◆ **Aim of the task**
Only these lines of the data below are wanted: the one with "cli.data_dir.clone()", the one with "not explicitly invoke", and any lines between them, each repeated exactly.

◆ **Materials provided**
.....

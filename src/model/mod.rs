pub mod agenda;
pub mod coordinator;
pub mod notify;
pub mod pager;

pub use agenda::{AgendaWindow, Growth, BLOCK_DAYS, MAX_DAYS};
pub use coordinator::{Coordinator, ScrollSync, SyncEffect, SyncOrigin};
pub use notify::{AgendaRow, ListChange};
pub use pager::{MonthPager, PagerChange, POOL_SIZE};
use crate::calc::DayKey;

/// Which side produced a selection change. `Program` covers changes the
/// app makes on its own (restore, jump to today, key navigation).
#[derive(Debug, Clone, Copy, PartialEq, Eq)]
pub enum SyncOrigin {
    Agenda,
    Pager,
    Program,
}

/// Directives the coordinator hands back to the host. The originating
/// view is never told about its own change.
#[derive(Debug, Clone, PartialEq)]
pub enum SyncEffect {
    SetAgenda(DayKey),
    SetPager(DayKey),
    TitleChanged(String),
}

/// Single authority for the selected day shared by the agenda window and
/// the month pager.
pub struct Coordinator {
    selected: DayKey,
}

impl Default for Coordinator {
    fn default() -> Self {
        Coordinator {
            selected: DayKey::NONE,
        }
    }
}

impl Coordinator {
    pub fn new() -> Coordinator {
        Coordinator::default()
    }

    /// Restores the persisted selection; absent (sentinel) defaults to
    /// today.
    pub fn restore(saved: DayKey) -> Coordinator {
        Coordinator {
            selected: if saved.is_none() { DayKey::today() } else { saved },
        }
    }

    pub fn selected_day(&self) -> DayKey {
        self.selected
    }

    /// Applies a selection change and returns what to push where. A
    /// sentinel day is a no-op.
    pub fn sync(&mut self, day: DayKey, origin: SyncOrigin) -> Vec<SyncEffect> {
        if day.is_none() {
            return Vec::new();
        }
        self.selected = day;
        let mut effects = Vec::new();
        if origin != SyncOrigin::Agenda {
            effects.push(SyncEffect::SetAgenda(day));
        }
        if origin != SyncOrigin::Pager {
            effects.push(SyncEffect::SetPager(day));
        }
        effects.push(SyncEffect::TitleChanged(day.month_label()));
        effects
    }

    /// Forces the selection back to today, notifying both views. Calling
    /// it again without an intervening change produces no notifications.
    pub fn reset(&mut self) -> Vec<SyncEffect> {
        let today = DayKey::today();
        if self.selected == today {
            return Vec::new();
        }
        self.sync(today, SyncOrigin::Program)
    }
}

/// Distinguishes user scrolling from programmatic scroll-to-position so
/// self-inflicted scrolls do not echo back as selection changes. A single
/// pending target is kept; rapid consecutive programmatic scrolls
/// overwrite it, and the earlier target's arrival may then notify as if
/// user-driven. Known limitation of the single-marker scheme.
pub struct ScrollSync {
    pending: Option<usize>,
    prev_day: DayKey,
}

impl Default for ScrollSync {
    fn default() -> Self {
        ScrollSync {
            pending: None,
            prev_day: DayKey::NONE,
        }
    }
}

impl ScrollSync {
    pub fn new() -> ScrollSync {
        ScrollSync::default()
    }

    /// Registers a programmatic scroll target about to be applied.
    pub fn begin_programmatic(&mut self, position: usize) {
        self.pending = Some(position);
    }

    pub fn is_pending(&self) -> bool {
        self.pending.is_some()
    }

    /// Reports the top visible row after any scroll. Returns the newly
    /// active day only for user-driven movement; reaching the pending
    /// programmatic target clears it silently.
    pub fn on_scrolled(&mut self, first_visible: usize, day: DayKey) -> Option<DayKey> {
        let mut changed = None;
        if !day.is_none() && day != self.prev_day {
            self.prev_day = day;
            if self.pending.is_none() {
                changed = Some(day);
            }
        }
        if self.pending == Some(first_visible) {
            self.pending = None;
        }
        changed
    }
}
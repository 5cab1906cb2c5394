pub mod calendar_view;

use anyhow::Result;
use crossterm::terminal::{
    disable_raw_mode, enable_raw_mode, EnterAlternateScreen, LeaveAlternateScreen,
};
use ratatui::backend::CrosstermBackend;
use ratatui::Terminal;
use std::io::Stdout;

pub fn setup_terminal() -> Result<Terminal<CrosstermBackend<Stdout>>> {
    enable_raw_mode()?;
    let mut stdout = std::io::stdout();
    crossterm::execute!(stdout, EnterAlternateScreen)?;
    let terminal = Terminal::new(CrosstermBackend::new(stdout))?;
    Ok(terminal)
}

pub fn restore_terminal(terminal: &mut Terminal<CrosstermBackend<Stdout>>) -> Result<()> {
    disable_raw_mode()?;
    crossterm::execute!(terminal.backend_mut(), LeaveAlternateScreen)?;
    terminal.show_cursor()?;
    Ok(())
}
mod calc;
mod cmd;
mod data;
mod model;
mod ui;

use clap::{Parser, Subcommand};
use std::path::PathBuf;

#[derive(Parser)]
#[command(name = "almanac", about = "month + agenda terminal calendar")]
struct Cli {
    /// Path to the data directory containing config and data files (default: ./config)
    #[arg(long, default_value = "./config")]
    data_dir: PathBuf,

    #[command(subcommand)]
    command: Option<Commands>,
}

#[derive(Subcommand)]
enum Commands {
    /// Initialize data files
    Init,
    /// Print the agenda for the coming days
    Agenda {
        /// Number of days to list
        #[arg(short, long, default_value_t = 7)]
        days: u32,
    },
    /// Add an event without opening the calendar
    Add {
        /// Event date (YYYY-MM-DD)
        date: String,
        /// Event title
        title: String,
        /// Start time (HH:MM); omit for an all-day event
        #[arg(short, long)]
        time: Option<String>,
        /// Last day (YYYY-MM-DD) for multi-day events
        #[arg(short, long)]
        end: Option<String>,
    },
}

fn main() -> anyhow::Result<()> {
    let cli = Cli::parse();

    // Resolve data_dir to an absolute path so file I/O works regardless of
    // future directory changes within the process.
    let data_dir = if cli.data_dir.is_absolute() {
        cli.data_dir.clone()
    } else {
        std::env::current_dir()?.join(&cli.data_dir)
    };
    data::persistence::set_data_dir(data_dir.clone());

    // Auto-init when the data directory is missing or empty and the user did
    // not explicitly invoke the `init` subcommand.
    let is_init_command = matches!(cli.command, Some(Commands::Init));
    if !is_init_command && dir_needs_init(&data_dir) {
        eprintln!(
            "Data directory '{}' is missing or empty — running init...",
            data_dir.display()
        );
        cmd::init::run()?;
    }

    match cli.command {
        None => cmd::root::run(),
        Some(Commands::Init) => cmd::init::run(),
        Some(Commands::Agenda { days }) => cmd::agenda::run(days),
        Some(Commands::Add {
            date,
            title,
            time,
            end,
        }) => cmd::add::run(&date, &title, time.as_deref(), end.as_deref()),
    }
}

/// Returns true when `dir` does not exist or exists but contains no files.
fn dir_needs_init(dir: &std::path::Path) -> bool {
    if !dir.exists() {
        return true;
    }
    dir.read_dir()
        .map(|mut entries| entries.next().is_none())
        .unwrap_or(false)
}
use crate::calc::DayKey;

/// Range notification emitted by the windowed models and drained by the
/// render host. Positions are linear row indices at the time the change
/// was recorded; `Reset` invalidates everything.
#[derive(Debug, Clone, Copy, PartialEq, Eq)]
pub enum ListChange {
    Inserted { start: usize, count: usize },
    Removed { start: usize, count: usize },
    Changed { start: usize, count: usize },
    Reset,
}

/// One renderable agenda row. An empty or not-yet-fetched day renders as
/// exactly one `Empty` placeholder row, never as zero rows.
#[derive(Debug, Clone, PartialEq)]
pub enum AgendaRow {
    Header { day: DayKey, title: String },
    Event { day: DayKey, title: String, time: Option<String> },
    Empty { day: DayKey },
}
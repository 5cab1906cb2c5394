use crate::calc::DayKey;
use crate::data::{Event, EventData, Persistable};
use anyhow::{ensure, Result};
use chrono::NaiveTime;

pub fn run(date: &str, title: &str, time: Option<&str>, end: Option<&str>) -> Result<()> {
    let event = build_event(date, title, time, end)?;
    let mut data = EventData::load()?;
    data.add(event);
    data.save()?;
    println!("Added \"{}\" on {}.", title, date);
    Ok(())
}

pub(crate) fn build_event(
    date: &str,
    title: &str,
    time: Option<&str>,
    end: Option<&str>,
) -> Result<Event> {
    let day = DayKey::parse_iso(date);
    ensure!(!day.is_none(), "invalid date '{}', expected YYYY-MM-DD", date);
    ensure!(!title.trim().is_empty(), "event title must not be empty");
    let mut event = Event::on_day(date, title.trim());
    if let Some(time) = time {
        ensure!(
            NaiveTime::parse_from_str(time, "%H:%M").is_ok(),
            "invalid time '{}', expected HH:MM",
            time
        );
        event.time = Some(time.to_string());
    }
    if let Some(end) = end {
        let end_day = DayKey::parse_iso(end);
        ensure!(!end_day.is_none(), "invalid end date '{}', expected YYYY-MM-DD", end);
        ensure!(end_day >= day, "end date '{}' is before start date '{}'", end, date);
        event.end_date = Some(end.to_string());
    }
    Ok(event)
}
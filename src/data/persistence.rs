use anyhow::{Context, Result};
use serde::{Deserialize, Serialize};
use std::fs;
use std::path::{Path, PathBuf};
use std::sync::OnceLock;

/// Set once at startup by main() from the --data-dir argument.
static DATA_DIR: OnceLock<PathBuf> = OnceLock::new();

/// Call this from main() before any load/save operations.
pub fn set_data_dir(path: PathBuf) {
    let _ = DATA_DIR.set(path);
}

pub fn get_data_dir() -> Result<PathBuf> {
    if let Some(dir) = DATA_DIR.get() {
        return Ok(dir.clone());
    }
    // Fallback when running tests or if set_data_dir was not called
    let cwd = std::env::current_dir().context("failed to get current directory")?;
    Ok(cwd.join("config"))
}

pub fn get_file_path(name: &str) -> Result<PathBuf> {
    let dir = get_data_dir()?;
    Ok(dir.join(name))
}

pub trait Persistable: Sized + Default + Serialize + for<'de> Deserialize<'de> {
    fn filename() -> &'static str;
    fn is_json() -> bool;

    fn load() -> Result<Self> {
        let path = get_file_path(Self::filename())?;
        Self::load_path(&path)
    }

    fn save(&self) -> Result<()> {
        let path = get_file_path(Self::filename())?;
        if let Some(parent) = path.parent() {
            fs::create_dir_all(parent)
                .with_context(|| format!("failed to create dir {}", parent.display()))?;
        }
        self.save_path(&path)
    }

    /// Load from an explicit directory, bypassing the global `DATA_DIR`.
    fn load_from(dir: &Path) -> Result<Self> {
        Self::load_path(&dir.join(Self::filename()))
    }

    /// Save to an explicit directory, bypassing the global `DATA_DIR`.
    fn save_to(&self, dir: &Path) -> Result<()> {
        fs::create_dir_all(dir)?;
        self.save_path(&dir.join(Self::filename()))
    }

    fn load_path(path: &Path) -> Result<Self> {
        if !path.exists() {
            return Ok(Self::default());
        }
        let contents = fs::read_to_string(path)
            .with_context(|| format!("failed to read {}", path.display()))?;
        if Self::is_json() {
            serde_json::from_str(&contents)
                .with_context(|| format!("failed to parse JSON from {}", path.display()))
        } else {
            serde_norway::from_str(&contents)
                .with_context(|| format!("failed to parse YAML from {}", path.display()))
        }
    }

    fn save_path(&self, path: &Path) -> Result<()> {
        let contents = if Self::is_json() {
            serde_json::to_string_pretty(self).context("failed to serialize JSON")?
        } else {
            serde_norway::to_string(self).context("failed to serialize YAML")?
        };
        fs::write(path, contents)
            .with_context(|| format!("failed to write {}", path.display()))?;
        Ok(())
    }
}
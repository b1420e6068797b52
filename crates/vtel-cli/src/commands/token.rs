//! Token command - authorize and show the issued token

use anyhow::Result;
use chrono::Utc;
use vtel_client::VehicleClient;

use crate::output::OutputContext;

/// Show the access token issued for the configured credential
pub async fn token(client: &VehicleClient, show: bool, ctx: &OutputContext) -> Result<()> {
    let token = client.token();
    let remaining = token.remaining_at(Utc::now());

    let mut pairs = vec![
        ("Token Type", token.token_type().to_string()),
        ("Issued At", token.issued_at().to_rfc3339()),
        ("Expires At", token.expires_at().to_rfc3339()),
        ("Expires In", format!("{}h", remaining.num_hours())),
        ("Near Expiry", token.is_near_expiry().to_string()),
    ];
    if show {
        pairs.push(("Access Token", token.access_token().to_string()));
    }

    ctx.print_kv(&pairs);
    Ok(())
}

.....

◆ **Response**
        cli.data_dir.clone()
    } else {
        std::env::current_dir()?.join(&cli.data_dir)
    };
    data::persistence::set_data_dir(data_dir.clone());

    // Auto-init when the data directory is missing or empty and the user did
    // not explicitly invoke the `init` subcommand.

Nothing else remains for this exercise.